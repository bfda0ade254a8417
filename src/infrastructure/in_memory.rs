use crate::domain::basket::BasketLine;
use crate::domain::customer::{Customer, CustomerDraft, CustomerId};
use crate::domain::order::{Order, OrderLine};
use crate::domain::ports::StoreGateway;
use crate::domain::product::{Price, Product, ProductDraft, ProductId};
use crate::error::{Result, StorefrontError};
use async_trait::async_trait;
use chrono::Utc;
use std::collections::{BTreeMap, HashMap};
use std::sync::Arc;
use tokio::sync::RwLock;

/// Gateway operations, as recorded by [`InMemoryGateway::calls`].
#[derive(Debug, Clone, PartialEq, Eq)]
pub enum GatewayCall {
    ListProducts,
    CreateProduct,
    DeleteProduct(ProductId),
    ListCustomers,
    CreateCustomer,
    DeleteCustomer(CustomerId),
    AddToBasket(CustomerId, BasketLine),
    Checkout(CustomerId),
}

/// Call kinds used to target injected failures.
#[derive(Debug, Clone, Copy, PartialEq, Eq, Hash)]
pub enum CallKind {
    ListProducts,
    CreateProduct,
    DeleteProduct,
    ListCustomers,
    CreateCustomer,
    DeleteCustomer,
    AddToBasket,
    Checkout,
}

impl GatewayCall {
    pub fn kind(&self) -> CallKind {
        match self {
            Self::ListProducts => CallKind::ListProducts,
            Self::CreateProduct => CallKind::CreateProduct,
            Self::DeleteProduct(_) => CallKind::DeleteProduct,
            Self::ListCustomers => CallKind::ListCustomers,
            Self::CreateCustomer => CallKind::CreateCustomer,
            Self::DeleteCustomer(_) => CallKind::DeleteCustomer,
            Self::AddToBasket(..) => CallKind::AddToBasket,
            Self::Checkout(_) => CallKind::Checkout,
        }
    }
}

#[derive(Debug, Clone)]
struct InjectedFailure {
    kind: CallKind,
    /// 1-based occurrence of `kind` that fails.
    occurrence: usize,
    status: u16,
    message: Option<String>,
}

#[derive(Default)]
struct Backend {
    products: BTreeMap<ProductId, Product>,
    customers: BTreeMap<CustomerId, Customer>,
    baskets: HashMap<CustomerId, Vec<BasketLine>>,
    next_product_id: i64,
    next_customer_id: i64,
    next_order_id: i64,
    calls: Vec<GatewayCall>,
    counts: HashMap<CallKind, usize>,
    failures: Vec<InjectedFailure>,
}

impl Backend {
    /// Logs the call, then fails it if a matching failure was injected.
    fn record(&mut self, call: GatewayCall) -> Result<()> {
        let kind = call.kind();
        self.calls.push(call);
        let count = self.counts.entry(kind).or_insert(0);
        *count += 1;
        let occurrence = *count;

        match self
            .failures
            .iter()
            .find(|f| f.kind == kind && f.occurrence == occurrence)
        {
            Some(failure) => Err(StorefrontError::RemoteError {
                status: failure.status,
                message: failure.message.clone(),
            }),
            None => Ok(()),
        }
    }
}

fn not_found(what: &str) -> StorefrontError {
    StorefrontError::RemoteError {
        status: 404,
        message: Some(format!("{what} not found")),
    }
}

fn bad_request(message: String) -> StorefrontError {
    StorefrontError::RemoteError {
        status: 400,
        message: Some(message),
    }
}

fn non_empty(value: &str) -> Option<String> {
    let value = value.trim();
    (!value.is_empty()).then(|| value.to_string())
}

/// An in-process stand-in for the remote API.
///
/// Keeps products, customers and per-customer server baskets behind
/// `Arc<RwLock<..>>`, so clones share one backend. Every call is logged, and
/// individual calls can be made to fail with a chosen status and message.
/// Used by the test suite and by `--demo`.
#[derive(Default, Clone)]
pub struct InMemoryGateway {
    backend: Arc<RwLock<Backend>>,
}

impl InMemoryGateway {
    pub fn new() -> Self {
        Self::default()
    }

    /// A backend with a small sample catalog and two customers, for `--demo`.
    pub async fn with_demo_data() -> Self {
        let gateway = Self::new();
        for (name, price, stock) in [
            ("Espresso Beans 1kg", 1850, 12),
            ("Ceramic Mug", 900, 30),
            ("Pour-over Kettle", 4200, 3),
        ] {
            gateway
                .seed_product(name, Price::from_cents(price), stock)
                .await;
        }
        gateway.seed_customer("Ada Lovelace", "ada@example.com").await;
        gateway.seed_customer("Grace Hopper", "grace@example.com").await;
        gateway
    }

    /// Inserts a product directly, bypassing the call log.
    pub async fn seed_product(&self, name: &str, price: Price, stock: u32) -> Product {
        let mut backend = self.backend.write().await;
        backend.next_product_id += 1;
        let product = Product {
            product_id: ProductId(backend.next_product_id),
            name: name.to_string(),
            description: None,
            price,
            stock,
            image_path: None,
        };
        backend.products.insert(product.product_id, product.clone());
        product
    }

    /// Inserts a customer directly, bypassing the call log.
    pub async fn seed_customer(&self, name: &str, email: &str) -> Customer {
        let mut backend = self.backend.write().await;
        backend.next_customer_id += 1;
        let customer = Customer {
            customer_id: CustomerId(backend.next_customer_id),
            name: name.to_string(),
            email: Some(email.to_string()),
            address: None,
            phone_number: None,
            segment: None,
        };
        backend
            .customers
            .insert(customer.customer_id, customer.clone());
        customer
    }

    /// Makes the `occurrence`-th call (1-based) of `kind` fail.
    pub async fn fail_call(
        &self,
        kind: CallKind,
        occurrence: usize,
        status: u16,
        message: Option<&str>,
    ) {
        self.backend.write().await.failures.push(InjectedFailure {
            kind,
            occurrence,
            status,
            message: message.map(str::to_string),
        });
    }

    pub async fn calls(&self) -> Vec<GatewayCall> {
        self.backend.read().await.calls.clone()
    }

    pub async fn clear_calls(&self) {
        let mut backend = self.backend.write().await;
        backend.calls.clear();
        backend.counts.clear();
    }

    /// Lines waiting in a customer's server-side basket.
    pub async fn server_basket(&self, customer_id: CustomerId) -> Vec<BasketLine> {
        self.backend
            .read()
            .await
            .baskets
            .get(&customer_id)
            .cloned()
            .unwrap_or_default()
    }

    pub async fn stock(&self, product_id: ProductId) -> Option<u32> {
        self.backend
            .read()
            .await
            .products
            .get(&product_id)
            .map(|p| p.stock)
    }
}

#[async_trait]
impl StoreGateway for InMemoryGateway {
    async fn list_products(&self) -> Result<Vec<Product>> {
        let mut backend = self.backend.write().await;
        backend.record(GatewayCall::ListProducts)?;
        Ok(backend.products.values().cloned().collect())
    }

    async fn create_product(&self, draft: &ProductDraft) -> Result<Option<Product>> {
        let mut backend = self.backend.write().await;
        backend.record(GatewayCall::CreateProduct)?;

        let price = Price::new(draft.price).map_err(|e| bad_request(e.to_string()))?;
        let stock = u32::try_from(draft.stock)
            .map_err(|_| bad_request("Stock must not be negative".to_string()))?;

        backend.next_product_id += 1;
        let product = Product {
            product_id: ProductId(backend.next_product_id),
            name: draft.name.clone(),
            description: non_empty(&draft.description),
            price,
            stock,
            image_path: draft.image_path.clone(),
        };
        backend.products.insert(product.product_id, product.clone());
        Ok(Some(product))
    }

    async fn delete_product(&self, product_id: ProductId) -> Result<()> {
        let mut backend = self.backend.write().await;
        backend.record(GatewayCall::DeleteProduct(product_id))?;
        backend
            .products
            .remove(&product_id)
            .map(|_| ())
            .ok_or_else(|| not_found("Product"))
    }

    async fn list_customers(&self) -> Result<Vec<Customer>> {
        let mut backend = self.backend.write().await;
        backend.record(GatewayCall::ListCustomers)?;
        Ok(backend.customers.values().cloned().collect())
    }

    async fn create_customer(&self, draft: &CustomerDraft) -> Result<Option<Customer>> {
        let mut backend = self.backend.write().await;
        backend.record(GatewayCall::CreateCustomer)?;

        backend.next_customer_id += 1;
        let customer = Customer {
            customer_id: CustomerId(backend.next_customer_id),
            name: draft.name.clone(),
            email: non_empty(&draft.email),
            address: non_empty(&draft.address),
            phone_number: non_empty(&draft.phone_number),
            segment: non_empty(&draft.segment),
        };
        backend
            .customers
            .insert(customer.customer_id, customer.clone());
        Ok(Some(customer))
    }

    async fn delete_customer(&self, customer_id: CustomerId) -> Result<()> {
        let mut backend = self.backend.write().await;
        backend.record(GatewayCall::DeleteCustomer(customer_id))?;
        backend.baskets.remove(&customer_id);
        backend
            .customers
            .remove(&customer_id)
            .map(|_| ())
            .ok_or_else(|| not_found("Customer"))
    }

    async fn add_to_basket(&self, customer_id: CustomerId, line: &BasketLine) -> Result<()> {
        let mut backend = self.backend.write().await;
        backend.record(GatewayCall::AddToBasket(customer_id, *line))?;

        if !backend.customers.contains_key(&customer_id) {
            return Err(not_found("Customer"));
        }
        let product = backend
            .products
            .get(&line.product_id)
            .ok_or_else(|| not_found("Product"))?;
        if line.quantity == 0 {
            return Err(bad_request("Quantity must be positive".to_string()));
        }

        let basket = backend.baskets.get(&customer_id);
        let already = basket
            .map(|lines| {
                lines
                    .iter()
                    .filter(|l| l.product_id == line.product_id)
                    .map(|l| l.quantity)
                    .sum::<u32>()
            })
            .unwrap_or(0);
        if already + line.quantity > product.stock {
            return Err(bad_request(format!(
                "Insufficient stock for {}",
                product.name
            )));
        }

        backend.baskets.entry(customer_id).or_default().push(*line);
        Ok(())
    }

    async fn checkout(&self, customer_id: CustomerId) -> Result<Order> {
        let mut backend = self.backend.write().await;
        backend.record(GatewayCall::Checkout(customer_id))?;

        if !backend.customers.contains_key(&customer_id) {
            return Err(not_found("Customer"));
        }
        let lines = backend.baskets.remove(&customer_id).unwrap_or_default();
        if lines.is_empty() {
            return Err(bad_request("Basket is empty".to_string()));
        }

        let mut order_lines = Vec::with_capacity(lines.len());
        for line in &lines {
            let product = backend
                .products
                .get_mut(&line.product_id)
                .ok_or_else(|| not_found("Product"))?;
            product.stock = product.stock.saturating_sub(line.quantity);
            order_lines.push(OrderLine {
                product_id: Some(product.product_id),
                product_name: Some(product.name.clone()),
                quantity: line.quantity,
                unit_price: Some(product.price),
            });
        }

        backend.next_order_id += 1;
        let mut order = Order {
            order_id: Some(backend.next_order_id),
            customer_id: Some(customer_id),
            order_date: Some(Utc::now().to_rfc3339()),
            lines: order_lines,
            total: None,
        };
        order.total = Some(order.display_total());
        Ok(order)
    }
}
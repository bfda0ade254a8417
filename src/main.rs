use clap::Parser;
use miette::{IntoDiagnostic, Result};
use std::fs::File;
use std::io::{self, BufRead, BufReader};
use std::path::PathBuf;
use storefront_client::application::storefront::Storefront;
use storefront_client::config::{ClientConfig, DEFAULT_API_URL};
use storefront_client::domain::ports::StoreGatewayBox;
use storefront_client::infrastructure::http::HttpGateway;
use storefront_client::infrastructure::in_memory::InMemoryGateway;
use storefront_client::interfaces::console::renderer::ConsoleRenderer;
use storefront_client::interfaces::console::shell;
use tracing::info;
use tracing_subscriber::{EnvFilter, layer::SubscriberExt, util::SubscriberInitExt};

#[derive(Parser)]
#[command(author, version, about, long_about = None)]
struct Cli {
    /// Base URL of the store API
    #[arg(long, env = "STOREFRONT_API_URL", default_value = DEFAULT_API_URL)]
    api_url: String,

    /// Accept self-signed TLS certificates (local development APIs)
    #[arg(long, env = "STOREFRONT_INSECURE")]
    insecure: bool,

    /// Use a built-in in-memory store with sample data instead of the API
    #[arg(long)]
    demo: bool,

    /// Read commands from this file instead of stdin
    #[arg(long)]
    script: Option<PathBuf>,
}

#[tokio::main]
async fn main() -> Result<()> {
    let cli = Cli::parse();

    let env_filter =
        EnvFilter::try_from_default_env().unwrap_or_else(|_| "storefront_client=info".into());
    tracing_subscriber::registry()
        .with(env_filter)
        .with(tracing_subscriber::fmt::layer().with_writer(io::stderr))
        .init();

    let gateway: StoreGatewayBox = if cli.demo {
        info!("using in-memory demo store");
        Box::new(InMemoryGateway::with_demo_data().await)
    } else {
        let config = ClientConfig::new(&cli.api_url, cli.insecure).into_diagnostic()?;
        let gateway = HttpGateway::new(&config).into_diagnostic()?;
        info!(api_url = %gateway.base_url(), "using remote store API");
        Box::new(gateway)
    };

    let mut storefront =
        Storefront::new(gateway).with_observer(Box::new(ConsoleRenderer::new(io::stdout())));

    let input: Box<dyn BufRead> = match cli.script {
        Some(path) => Box::new(BufReader::new(File::open(path).into_diagnostic()?)),
        None => Box::new(io::stdin().lock()),
    };

    shell::run(&mut storefront, input, io::stdout())
        .await
        .into_diagnostic()?;

    Ok(())
}
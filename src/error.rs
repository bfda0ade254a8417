use thiserror::Error;

#[derive(Error, Debug)]
pub enum StorefrontError {
    /// Local input was rejected before any request was sent.
    #[error("{0}")]
    ValidationError(String),
    /// The API answered with a non-success status.
    #[error("API returned {status}: {}", .message.as_deref().unwrap_or("no message"))]
    RemoteError { status: u16, message: Option<String> },
    #[error("Request failed: {0}")]
    TransportError(String),
    #[error("Invalid response: {0}")]
    DecodeError(String),
    #[error("Configuration error: {0}")]
    ConfigError(String),
    #[error("CSV error: {0}")]
    CsvError(#[from] csv::Error),
    #[error("IO error: {0}")]
    IoError(#[from] std::io::Error),
}

impl StorefrontError {
    /// Text shown to the user for this failure.
    ///
    /// Validation messages and server-provided messages are shown as-is;
    /// everything else collapses into `fallback`.
    pub fn user_message(&self, fallback: &str) -> String {
        match self {
            Self::ValidationError(message) => message.clone(),
            Self::RemoteError {
                message: Some(message),
                ..
            } => message.clone(),
            _ => fallback.to_string(),
        }
    }
}

impl From<reqwest::Error> for StorefrontError {
    fn from(err: reqwest::Error) -> Self {
        if err.is_decode() {
            Self::DecodeError(err.to_string())
        } else {
            Self::TransportError(err.to_string())
        }
    }
}

pub type Result<T> = std::result::Result<T, StorefrontError>;
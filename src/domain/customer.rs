use crate::error::StorefrontError;
use serde::{Deserialize, Serialize};
use std::fmt;

#[derive(Debug, Clone, Copy, PartialEq, Eq, Hash, PartialOrd, Ord, Serialize, Deserialize)]
#[serde(transparent)]
pub struct CustomerId(pub i64);

impl fmt::Display for CustomerId {
    fn fmt(&self, f: &mut fmt::Formatter<'_>) -> fmt::Result {
        write!(f, "{}", self.0)
    }
}

/// A customer as listed by the remote API.
#[derive(Debug, Clone, PartialEq, Serialize, Deserialize)]
#[serde(rename_all = "camelCase")]
pub struct Customer {
    #[serde(alias = "id", alias = "CustomerId")]
    pub customer_id: CustomerId,
    #[serde(alias = "Name")]
    pub name: String,
    #[serde(default, alias = "Email")]
    pub email: Option<String>,
    #[serde(default, alias = "Address")]
    pub address: Option<String>,
    #[serde(default, alias = "PhoneNumber")]
    pub phone_number: Option<String>,
    #[serde(default, alias = "Segment")]
    pub segment: Option<String>,
}

/// Form input for a new customer.
///
/// Admins only need a name and an email; self-registration requires every
/// field.
#[derive(Debug, Clone, PartialEq, Eq, Default, Serialize)]
#[serde(rename_all = "camelCase")]
pub struct CustomerDraft {
    pub name: String,
    pub email: String,
    pub address: String,
    pub phone_number: String,
    pub segment: String,
}

impl CustomerDraft {
    pub fn validate_admin(&self) -> Result<(), StorefrontError> {
        if is_blank(&self.name) || is_blank(&self.email) {
            return Err(StorefrontError::ValidationError(
                "Name and email are required to add a customer.".to_string(),
            ));
        }
        Ok(())
    }

    pub fn validate_registration(&self) -> Result<(), StorefrontError> {
        let fields = [
            &self.name,
            &self.address,
            &self.segment,
            &self.email,
            &self.phone_number,
        ];
        if fields.iter().any(|field| is_blank(field)) {
            return Err(StorefrontError::ValidationError(
                "Please fill in all registration fields.".to_string(),
            ));
        }
        Ok(())
    }
}

fn is_blank(value: &str) -> bool {
    value.trim().is_empty()
}

#[cfg(test)]
mod tests {
    use super::*;

    fn full_draft() -> CustomerDraft {
        CustomerDraft {
            name: "Ada".to_string(),
            email: "ada@example.com".to_string(),
            address: "1 Analytical Way".to_string(),
            phone_number: "555-0100".to_string(),
            segment: "Retail".to_string(),
        }
    }

    #[test]
    fn test_admin_validation_needs_name_and_email() {
        let draft = CustomerDraft {
            name: "Ada".to_string(),
            email: "ada@example.com".to_string(),
            ..Default::default()
        };
        assert!(draft.validate_admin().is_ok());

        let missing_email = CustomerDraft {
            email: String::new(),
            ..draft
        };
        assert_eq!(
            missing_email.validate_admin().unwrap_err().to_string(),
            "Name and email are required to add a customer."
        );
    }

    #[test]
    fn test_registration_needs_every_field() {
        assert!(full_draft().validate_registration().is_ok());

        let no_phone = CustomerDraft {
            phone_number: " ".to_string(),
            ..full_draft()
        };
        assert_eq!(
            no_phone.validate_registration().unwrap_err().to_string(),
            "Please fill in all registration fields."
        );
    }

    #[test]
    fn test_customer_deserialization() {
        let customer: Customer = serde_json::from_str(
            r#"{"customerId": 3, "name": "Ada", "email": "ada@example.com", "phoneNumber": "555"}"#,
        )
        .unwrap();
        assert_eq!(customer.customer_id, CustomerId(3));
        assert_eq!(customer.phone_number.as_deref(), Some("555"));
        assert_eq!(customer.segment, None);

        let pascal: Customer =
            serde_json::from_str(r#"{"CustomerId": 4, "Name": "Bob", "Segment": "B2B"}"#).unwrap();
        assert_eq!(pascal.customer_id, CustomerId(4));
        assert_eq!(pascal.segment.as_deref(), Some("B2B"));
    }

    #[test]
    fn test_draft_serializes_camel_case() {
        let json = serde_json::to_value(full_draft()).unwrap();
        assert_eq!(json["phoneNumber"], "555-0100");
        assert_eq!(json["segment"], "Retail");
    }
}
pub mod console;
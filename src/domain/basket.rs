use super::product::{Price, Product, ProductId};
use serde::{Deserialize, Serialize};

/// One product in the basket with its quantity.
///
/// The quantity is never below 1; only `Basket` can change it.
#[derive(Debug, Clone, PartialEq)]
pub struct BasketItem {
    pub product: Product,
    quantity: u32,
}

impl BasketItem {
    fn new(product: Product) -> Self {
        Self {
            product,
            quantity: 1,
        }
    }

    pub fn product_id(&self) -> ProductId {
        self.product.product_id
    }

    pub fn quantity(&self) -> u32 {
        self.quantity
    }

    /// Unit price times quantity.
    pub fn line_total(&self) -> Price {
        self.product.price * self.quantity
    }

    pub fn line(&self) -> BasketLine {
        BasketLine {
            product_id: self.product_id(),
            quantity: self.quantity,
        }
    }
}

/// Wire payload for one "add to remote basket" call.
#[derive(Debug, Clone, Copy, PartialEq, Eq, Serialize, Deserialize)]
#[serde(rename_all = "camelCase")]
pub struct BasketLine {
    pub product_id: ProductId,
    pub quantity: u32,
}

/// Client-local basket.
///
/// Holds at most one item per product id, in insertion order. Totals are
/// derived on every call.
#[derive(Debug, Clone, PartialEq, Default)]
pub struct Basket {
    items: Vec<BasketItem>,
}

impl Basket {
    pub fn new() -> Self {
        Self::default()
    }

    /// Adds one unit of `product`, merging with an existing item.
    pub fn add(&mut self, product: Product) {
        match self.position(product.product_id) {
            Some(index) => self.items[index].quantity += 1,
            None => self.items.push(BasketItem::new(product)),
        }
    }

    /// Returns `false` when the product is not in the basket.
    pub fn increase(&mut self, product_id: ProductId) -> bool {
        match self.item_mut(product_id) {
            Some(item) => {
                item.quantity += 1;
                true
            }
            None => false,
        }
    }

    /// Decrements the quantity, stopping at 1. The item is never removed here.
    pub fn decrease(&mut self, product_id: ProductId) -> bool {
        match self.item_mut(product_id) {
            Some(item) => {
                if item.quantity > 1 {
                    item.quantity -= 1;
                }
                true
            }
            None => false,
        }
    }

    pub fn remove(&mut self, product_id: ProductId) -> Option<BasketItem> {
        self.position(product_id)
            .map(|index| self.items.remove(index))
    }

    pub fn clear(&mut self) {
        self.items.clear();
    }

    pub fn total(&self) -> Price {
        self.items.iter().map(BasketItem::line_total).sum()
    }

    /// Number of units across all items.
    pub fn total_items(&self) -> u32 {
        self.items.iter().map(|item| item.quantity).sum()
    }

    /// Replaces product snapshots with fresh catalog data.
    ///
    /// Items whose product is no longer listed keep their previous snapshot.
    pub fn reprice(&mut self, products: &[Product]) {
        for item in &mut self.items {
            if let Some(fresh) = products
                .iter()
                .find(|p| p.product_id == item.product.product_id)
            {
                item.product = fresh.clone();
            }
        }
    }

    pub fn lines(&self) -> Vec<BasketLine> {
        self.items.iter().map(BasketItem::line).collect()
    }

    pub fn get(&self, product_id: ProductId) -> Option<&BasketItem> {
        self.items.iter().find(|item| item.product_id() == product_id)
    }

    pub fn items(&self) -> &[BasketItem] {
        &self.items
    }

    pub fn len(&self) -> usize {
        self.items.len()
    }

    pub fn is_empty(&self) -> bool {
        self.items.is_empty()
    }

    fn position(&self, product_id: ProductId) -> Option<usize> {
        self.items
            .iter()
            .position(|item| item.product_id() == product_id)
    }

    fn item_mut(&mut self, product_id: ProductId) -> Option<&mut BasketItem> {
        self.items
            .iter_mut()
            .find(|item| item.product_id() == product_id)
    }
}
pub mod application;
pub mod config;
pub mod domain;
pub mod error;
pub mod infrastructure;
pub mod interfaces;
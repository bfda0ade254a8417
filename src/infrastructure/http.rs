//! HTTP implementation of the store gateway.
//!
//! Talks JSON to the remote API with `reqwest`. Any non-2xx status becomes a
//! `RemoteError` carrying the server's message when the body has one.

use crate::config::ClientConfig;
use crate::domain::basket::BasketLine;
use crate::domain::customer::{Customer, CustomerDraft, CustomerId};
use crate::domain::order::Order;
use crate::domain::ports::StoreGateway;
use crate::domain::product::{Product, ProductDraft, ProductId};
use crate::error::{Result, StorefrontError};
use async_trait::async_trait;
use reqwest::{Client, RequestBuilder, Response};
use serde::de::DeserializeOwned;
use tracing::{debug, instrument, warn};
use url::Url;

/// Body fields checked, in order, for a human-readable error message.
const MESSAGE_FIELDS: [&str; 4] = ["message", "Message", "detail", "title"];

#[derive(Debug, Clone)]
pub struct HttpGateway {
    client: Client,
    base_url: Url,
}

impl HttpGateway {
    pub fn new(config: &ClientConfig) -> Result<Self> {
        let client = Client::builder()
            .danger_accept_invalid_certs(config.accept_invalid_certs)
            .build()
            .map_err(|e| StorefrontError::ConfigError(e.to_string()))?;

        Ok(Self {
            client,
            base_url: config.base_url.clone(),
        })
    }

    pub fn base_url(&self) -> &Url {
        &self.base_url
    }

    fn url(&self, path: &str) -> Result<Url> {
        self.base_url
            .join(path)
            .map_err(|e| StorefrontError::ConfigError(format!("invalid request path {path}: {e}")))
    }

    /// Sends the request and returns the response if its status is 2xx.
    async fn send(&self, request: RequestBuilder) -> Result<Response> {
        let response = request.send().await?;
        let status = response.status();
        if status.is_success() {
            debug!(status = status.as_u16(), "request succeeded");
            return Ok(response);
        }

        let body = response.text().await.unwrap_or_default();
        let message = extract_message(&body);
        warn!(status = status.as_u16(), message = ?message, "request rejected by API");
        Err(StorefrontError::RemoteError {
            status: status.as_u16(),
            message,
        })
    }

    async fn send_json<T: DeserializeOwned>(&self, request: RequestBuilder) -> Result<T> {
        let response = self.send(request).await?;
        let bytes = response.bytes().await?;
        serde_json::from_slice(&bytes).map_err(|e| StorefrontError::DecodeError(e.to_string()))
    }

    /// For create calls: the status decides success, the body is optional.
    async fn send_created<T: DeserializeOwned>(
        &self,
        request: RequestBuilder,
    ) -> Result<Option<T>> {
        let response = self.send(request).await?;
        let bytes = response.bytes().await?;
        match serde_json::from_slice(&bytes) {
            Ok(created) => Ok(Some(created)),
            Err(e) => {
                debug!(error = %e, "created record not echoed in response body");
                Ok(None)
            }
        }
    }
}

/// Pulls a message out of an error body.
///
/// JSON objects are searched for [`MESSAGE_FIELDS`]; a bare JSON string is
/// used as-is. Anything else yields `None`.
pub fn extract_message(body: &str) -> Option<String> {
    let value: serde_json::Value = serde_json::from_str(body).ok()?;
    let text = match &value {
        serde_json::Value::String(text) => Some(text.as_str()),
        serde_json::Value::Object(fields) => MESSAGE_FIELDS
            .iter()
            .find_map(|key| fields.get(*key).and_then(serde_json::Value::as_str)),
        _ => None,
    }?;
    let text = text.trim();
    (!text.is_empty()).then(|| text.to_string())
}

#[async_trait]
impl StoreGateway for HttpGateway {
    #[instrument(skip(self))]
    async fn list_products(&self) -> Result<Vec<Product>> {
        let url = self.url("api/Products")?;
        self.send_json(self.client.get(url)).await
    }

    #[instrument(skip(self, draft), fields(name = %draft.name))]
    async fn create_product(&self, draft: &ProductDraft) -> Result<Option<Product>> {
        let url = self.url("api/Products")?;
        self.send_created(self.client.post(url).json(draft)).await
    }

    #[instrument(skip(self))]
    async fn delete_product(&self, product_id: ProductId) -> Result<()> {
        let url = self.url(&format!("api/Products/{product_id}"))?;
        self.send(self.client.delete(url)).await.map(|_| ())
    }

    #[instrument(skip(self))]
    async fn list_customers(&self) -> Result<Vec<Customer>> {
        let url = self.url("api/Customers")?;
        self.send_json(self.client.get(url)).await
    }

    #[instrument(skip(self, draft), fields(name = %draft.name))]
    async fn create_customer(&self, draft: &CustomerDraft) -> Result<Option<Customer>> {
        let url = self.url("api/Customers")?;
        self.send_created(self.client.post(url).json(draft)).await
    }

    #[instrument(skip(self))]
    async fn delete_customer(&self, customer_id: CustomerId) -> Result<()> {
        let url = self.url(&format!("api/Customers/{customer_id}"))?;
        self.send(self.client.delete(url)).await.map(|_| ())
    }

    #[instrument(skip(self))]
    async fn add_to_basket(&self, customer_id: CustomerId, line: &BasketLine) -> Result<()> {
        let url = self.url(&format!("api/Basket/{customer_id}/add"))?;
        self.send(self.client.post(url).json(line)).await.map(|_| ())
    }

    #[instrument(skip(self))]
    async fn checkout(&self, customer_id: CustomerId) -> Result<Order> {
        let url = self.url(&format!("api/Orders/{customer_id}/checkout"))?;
        self.send_json(self.client.post(url)).await
    }
}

**Your instructions:**
Every line that contains the string "required" should be copied from the entries.

**Reply to the task:**
                "Name and email are required to add a customer.".to_string(),
            "Name and email are required to add a customer."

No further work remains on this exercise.